Exactly as written, retype all of the records that come next.

**Saved data entries**

**********

use std::sync::Arc;

use thiserror::Error;

pub type SentenceId = i64;

/// A rectangle in a page's native coordinate space. Bottom-left origin: `y`
/// runs from the page's bottom edge to the region's lower edge.
#[derive(Debug, Clone, Copy, PartialEq)]
pub struct Region {
    pub page: u32,
    pub x: f32,
    pub y: f32,
    pub width: f32,
    pub height: f32,
    pub page_width: f32,
    pub page_height: f32,
}

impl Region {
    /// Distance from the page's top edge to the region's upper edge.
    pub fn top_from_page_top(&self) -> f32 {
        self.page_height - (self.y + self.height)
    }
}

#[derive(Debug, Clone, PartialEq)]
pub struct Sentence {
    pub id: SentenceId,
    pub text: Arc<str>,
    pub regions: Vec<Region>,
}

impl Sentence {
    pub fn new(id: SentenceId, text: impl Into<Arc<str>>, regions: Vec<Region>) -> Self {
        Self {
            id,
            text: text.into(),
            regions,
        }
    }
}

/// A region expressed as percentages (0-100, unclamped) of its page's
/// rendered box, measured from the top-left corner.
#[derive(Debug, Clone, Copy, PartialEq, Default)]
pub struct NormalizedBox {
    pub left_pct: f32,
    pub top_pct: f32,
    pub width_pct: f32,
    pub height_pct: f32,
}

impl NormalizedBox {
    pub fn right_pct(&self) -> f32 {
        self.left_pct + self.width_pct
    }

    pub fn bottom_pct(&self) -> f32 {
        self.top_pct + self.height_pct
    }

    /// Inclusive containment test for a point given in page percentages.
    pub fn contains(&self, x_pct: f32, y_pct: f32) -> bool {
        x_pct >= self.left_pct
            && x_pct <= self.right_pct()
            && y_pct >= self.top_pct
            && y_pct <= self.bottom_pct()
    }

    pub fn is_empty(&self) -> bool {
        self.width_pct <= 0.0 || self.height_pct <= 0.0
    }

    /// Projects the box onto a rendered page of `width` x `height` pixels.
    /// The result may lie partly or fully outside the page.
    pub fn to_pixels(&self, width: f32, height: f32) -> PixelBox {
        PixelBox {
            x: self.left_pct / 100.0 * width,
            y: self.top_pct / 100.0 * height,
            width: self.width_pct / 100.0 * width,
            height: self.height_pct / 100.0 * height,
        }
    }
}

#[derive(Debug, Clone, Copy, PartialEq, Default)]
pub struct PixelBox {
    pub x: f32,
    pub y: f32,
    pub width: f32,
    pub height: f32,
}

#[derive(Debug, Clone, Copy, PartialEq, Eq)]
pub enum PageDimension {
    Width,
    Height,
}

impl std::fmt::Display for PageDimension {
    fn fmt(&self, f: &mut std::fmt::Formatter<'_>) -> std::fmt::Result {
        match self {
            PageDimension::Width => f.write_str("page_width"),
            PageDimension::Height => f.write_str("page_height"),
        }
    }
}

#[derive(Debug, Clone, PartialEq, Error)]
pub enum RegionError {
    #[error("region on page {page} has unusable {dimension} {value}")]
    InvalidPageDimension {
        page: u32,
        dimension: PageDimension,
        value: f32,
    },
}

/// Converts a bottom-left-origin region into a top-left percentage box.
pub fn normalize(region: &Region) -> Result<NormalizedBox, RegionError> {
    check_dimension(region.page, PageDimension::Width, region.page_width)?;
    check_dimension(region.page, PageDimension::Height, region.page_height)?;

    Ok(NormalizedBox {
        left_pct: 100.0 * region.x / region.page_width,
        top_pct: 100.0 * region.top_from_page_top() / region.page_height,
        width_pct: 100.0 * region.width / region.page_width,
        height_pct: 100.0 * region.height / region.page_height,
    })
}

fn check_dimension(page: u32, dimension: PageDimension, value: f32) -> Result<(), RegionError> {
    if value.is_finite() && value > 0.0 {
        Ok(())
    } else {
        Err(RegionError::InvalidPageDimension {
            page,
            dimension,
            value,
        })
    }
}

#[cfg(test)]
mod tests {
    use super::*;

    fn region(x: f32, y: f32, width: f32, height: f32) -> Region {
        Region {
            page: 1,
            x,
            y,
            width,
            height,
            page_width: 600.0,
            page_height: 800.0,
        }
    }

    fn approx(a: f32, b: f32) -> bool {
        (a - b).abs() < 0.01
    }

    #[test]
    fn normalizes_reference_region() {
        let rect = normalize(&region(100.0, 700.0, 50.0, 20.0)).unwrap();
        assert!(approx(rect.left_pct, 16.67));
        assert!(approx(rect.top_pct, 10.0));
        assert!(approx(rect.width_pct, 8.33));
        assert!(approx(rect.height_pct, 2.5));
    }

    #[test]
    fn percentages_scale_back_to_native_box() {
        let samples = [
            region(0.0, 0.0, 600.0, 800.0),
            region(12.5, 40.25, 33.0, 11.0),
            region(599.0, 799.0, 1.0, 1.0),
            region(300.0, 0.0, 0.0, 0.0),
        ];
        for original in samples {
            let rect = normalize(&original).unwrap();
            let x = rect.left_pct / 100.0 * original.page_width;
            let width = rect.width_pct / 100.0 * original.page_width;
            let height = rect.height_pct / 100.0 * original.page_height;
            let top = rect.top_pct / 100.0 * original.page_height;
            let y = original.page_height - top - height;
            assert!((x - original.x).abs() < 1e-2);
            assert!((width - original.width).abs() < 1e-2);
            assert!((height - original.height).abs() < 1e-2);
            assert!((y - original.y).abs() < 1e-2);
        }
    }

    #[test]
    fn top_decreases_as_region_moves_up() {
        let mut previous = f32::INFINITY;
        for step in 0..40 {
            let rect = normalize(&region(10.0, step as f32 * 19.0, 20.0, 15.0)).unwrap();
            assert!(rect.top_pct < previous);
            previous = rect.top_pct;
        }
    }

    #[test]
    fn rejects_degenerate_page_dimensions() {
        let mut bad = region(1.0, 1.0, 1.0, 1.0);
        bad.page_width = 0.0;
        assert_eq!(
            normalize(&bad),
            Err(RegionError::InvalidPageDimension {
                page: 1,
                dimension: PageDimension::Width,
                value: 0.0,
            })
        );

        let mut bad = region(1.0, 1.0, 1.0, 1.0);
        bad.page_height = -12.0;
        assert!(matches!(
            normalize(&bad),
            Err(RegionError::InvalidPageDimension {
                dimension: PageDimension::Height,
                ..
            })
        ));

        let mut bad = region(1.0, 1.0, 1.0, 1.0);
        bad.page_height = f32::NAN;
        assert!(normalize(&bad).is_err());
    }

    #[test]
    fn out_of_page_regions_still_normalize() {
        let rect = normalize(&region(700.0, 900.0, 10.0, 10.0)).unwrap();
        assert!(rect.left_pct > 100.0);
        assert!(rect.top_pct < 0.0);
    }

    #[test]
    fn box_containment_and_projection() {
        let rect = NormalizedBox {
            left_pct: 10.0,
            top_pct: 20.0,
            width_pct: 30.0,
            height_pct: 10.0,
        };
        assert!(rect.contains(10.0, 20.0));
        assert!(rect.contains(40.0, 30.0));
        assert!(!rect.contains(41.0, 25.0));

        let px = rect.to_pixels(200.0, 400.0);
        assert!(approx(px.x, 20.0));
        assert!(approx(px.y, 80.0));
        assert!(approx(px.width, 60.0));
        assert!(approx(px.height, 40.0));
    }
}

**********

**EXERCISE ANSWER**
use std::sync::Arc;

use thiserror::Error;

pub type SentenceId = i64;

/// A rectangle in a page's native coordinate space. Bottom-left origin: `y`
/// runs from the page's bottom edge to the region's lower edge.
#[derive(Debug, Clone, Copy, PartialEq)]
pub struct Region {
    pub page: u32,
    pub x: f32,
    pub y: f32,
    pub width: f32,
    pub height: f32,
    pub page_width: f32,
    pub page_height: f32,
}

impl Region {
    /// Distance from the page's top edge to the region's upper edge.
    pub fn top_from_page_top(&self) -> f32 {
        self.page_height - (self.y + self.height)
    }
}

#[derive(Debug, Clone, PartialEq)]
pub struct Sentence {
    pub id: SentenceId,
    pub text: Arc<str>,
    pub regions: Vec<Region>,
}

impl Sentence {
    pub fn new(id: SentenceId, text: impl Into<Arc<str>>, regions: Vec<Region>) -> Self {
        Self {
            id,
            text: text.into(),
            regions,
        }
    }
}

/// A region expressed as percentages (0-100, unclamped) of its page's
/// rendered box, measured from the top-left corner.
#[derive(Debug, Clone, Copy, PartialEq, Default)]
pub struct NormalizedBox {
    pub left_pct: f32,
    pub top_pct: f32,
    pub width_pct: f32,
    pub height_pct: f32,
}

impl NormalizedBox {
    pub fn right_pct(&self) -> f32 {
        self.left_pct + self.width_pct
    }

    pub fn bottom_pct(&self) -> f32 {
        self.top_pct + self.height_pct
    }

    /// Inclusive containment test for a point given in page percentages.
    pub fn contains(&self, x_pct: f32, y_pct: f32) -> bool {
        x_pct >= self.left_pct
            && x_pct <= self.right_pct()
            && y_pct >= self.top_pct
            && y_pct <= self.bottom_pct()
    }

    pub fn is_empty(&self) -> bool {
        self.width_pct <= 0.0 || self.height_pct <= 0.0
    }

    /// Projects the box onto a rendered page of `width` x `height` pixels.
    /// The result may lie partly or fully outside the page.
    pub fn to_pixels(&self, width: f32, height: f32) -> PixelBox {
        PixelBox {
            x: self.left_pct / 100.0 * width,
            y: self.top_pct / 100.0 * height,
            width: self.width_pct / 100.0 * width,
            height: self.height_pct / 100.0 * height,
        }
    }
}

#[derive(Debug, Clone, Copy, PartialEq, Default)]
pub struct PixelBox {
    pub x: f32,
    pub y: f32,
    pub width: f32,
    pub height: f32,
}

#[derive(Debug, Clone, Copy, PartialEq, Eq)]
pub enum PageDimension {
    Width,
    Height,
}

impl std::fmt::Display for PageDimension {
    fn fmt(&self, f: &mut std::fmt::Formatter<'_>) -> std::fmt::Result {
        match self {
            PageDimension::Width => f.write_str("page_width"),
            PageDimension::Height => f.write_str("page_height"),
        }
    }
}

#[derive(Debug, Clone, PartialEq, Error)]
pub enum RegionError {
    #[error("region on page {page} has unusable {dimension} {value}")]
    InvalidPageDimension {
        page: u32,
        dimension: PageDimension,
        value: f32,
    },
}

/// Converts a bottom-left-origin region into a top-left percentage box.
pub fn normalize(region: &Region) -> Result<NormalizedBox, RegionError> {
    check_dimension(region.page, PageDimension::Width, region.page_width)?;
    check_dimension(region.page, PageDimension::Height, region.page_height)?;

    Ok(NormalizedBox {
        left_pct: 100.0 * region.x / region.page_width,
        top_pct: 100.0 * region.top_from_page_top() / region.page_height,
        width_pct: 100.0 * region.width / region.page_width,
        height_pct: 100.0 * region.height / region.page_height,
    })
}

fn check_dimension(page: u32, dimension: PageDimension, value: f32) -> Result<(), RegionError> {
    if value.is_finite() && value > 0.0 {
        Ok(())
    } else {
        Err(RegionError::InvalidPageDimension {
            page,
            dimension,
            value,
        })
    }
}

#[cfg(test)]
mod tests {
    use super::*;

    fn region(x: f32, y: f32, width: f32, height: f32) -> Region {
        Region {
            page: 1,
            x,
            y,
            width,
            height,
            page_width: 600.0,
            page_height: 800.0,
        }
    }

    fn approx(a: f32, b: f32) -> bool {
        (a - b).abs() < 0.01
    }

    #[test]
    fn normalizes_reference_region() {
        let rect = normalize(&region(100.0, 700.0, 50.0, 20.0)).unwrap();
        assert!(approx(rect.left_pct, 16.67));
        assert!(approx(rect.top_pct, 10.0));
        assert!(approx(rect.width_pct, 8.33));
        assert!(approx(rect.height_pct, 2.5));
    }

    #[test]
    fn percentages_scale_back_to_native_box() {
        let samples = [
            region(0.0, 0.0, 600.0, 800.0),
            region(12.5, 40.25, 33.0, 11.0),
            region(599.0, 799.0, 1.0, 1.0),
            region(300.0, 0.0, 0.0, 0.0),
        ];
        for original in samples {
            let rect = normalize(&original).unwrap();
            let x = rect.left_pct / 100.0 * original.page_width;
            let width = rect.width_pct / 100.0 * original.page_width;
            let height = rect.height_pct / 100.0 * original.page_height;
            let top = rect.top_pct / 100.0 * original.page_height;
            let y = original.page_height - top - height;
            assert!((x - original.x).abs() < 1e-2);
            assert!((width - original.width).abs() < 1e-2);
            assert!((height - original.height).abs() < 1e-2);
            assert!((y - original.y).abs() < 1e-2);
        }
    }

    #[test]
    fn top_decreases_as_region_moves_up() {
        let mut previous = f32::INFINITY;
        for step in 0..40 {
            let rect = normalize(&region(10.0, step as f32 * 19.0, 20.0, 15.0)).unwrap();
            assert!(rect.top_pct < previous);
            previous = rect.top_pct;
        }
    }

    #[test]
    fn rejects_degenerate_page_dimensions() {
        let mut bad = region(1.0, 1.0, 1.0, 1.0);
        bad.page_width = 0.0;
        assert_eq!(
            normalize(&bad),
            Err(RegionError::InvalidPageDimension {
                page: 1,
                dimension: PageDimension::Width,
                value: 0.0,
            })
        );

        let mut bad = region(1.0, 1.0, 1.0, 1.0);
        bad.page_height = -12.0;
        assert!(matches!(
            normalize(&bad),
            Err(RegionError::InvalidPageDimension {
                dimension: PageDimension::Height,
                ..
            })
        ));

        let mut bad = region(1.0, 1.0, 1.0, 1.0);
        bad.page_height = f32::NAN;
        assert!(normalize(&bad).is_err());
    }

    #[test]
    fn out_of_page_regions_still_normalize() {
        let rect = normalize(&region(700.0, 900.0, 10.0, 10.0)).unwrap();
        assert!(rect.left_pct > 100.0);
        assert!(rect.top_pct < 0.0);
    }

    #[test]
    fn box_containment_and_projection() {
        let rect = NormalizedBox {
            left_pct: 10.0,
            top_pct: 20.0,
            width_pct: 30.0,
            height_pct: 10.0,
        };
        assert!(rect.contains(10.0, 20.0));
        assert!(rect.contains(40.0, 30.0));
        assert!(!rect.contains(41.0, 25.0));

        let px = rect.to_pixels(200.0, 400.0);
        assert!(approx(px.x, 20.0));
        assert!(approx(px.y, 80.0));
        assert!(approx(px.width, 60.0));
        assert!(approx(px.height, 40.0));
    }
}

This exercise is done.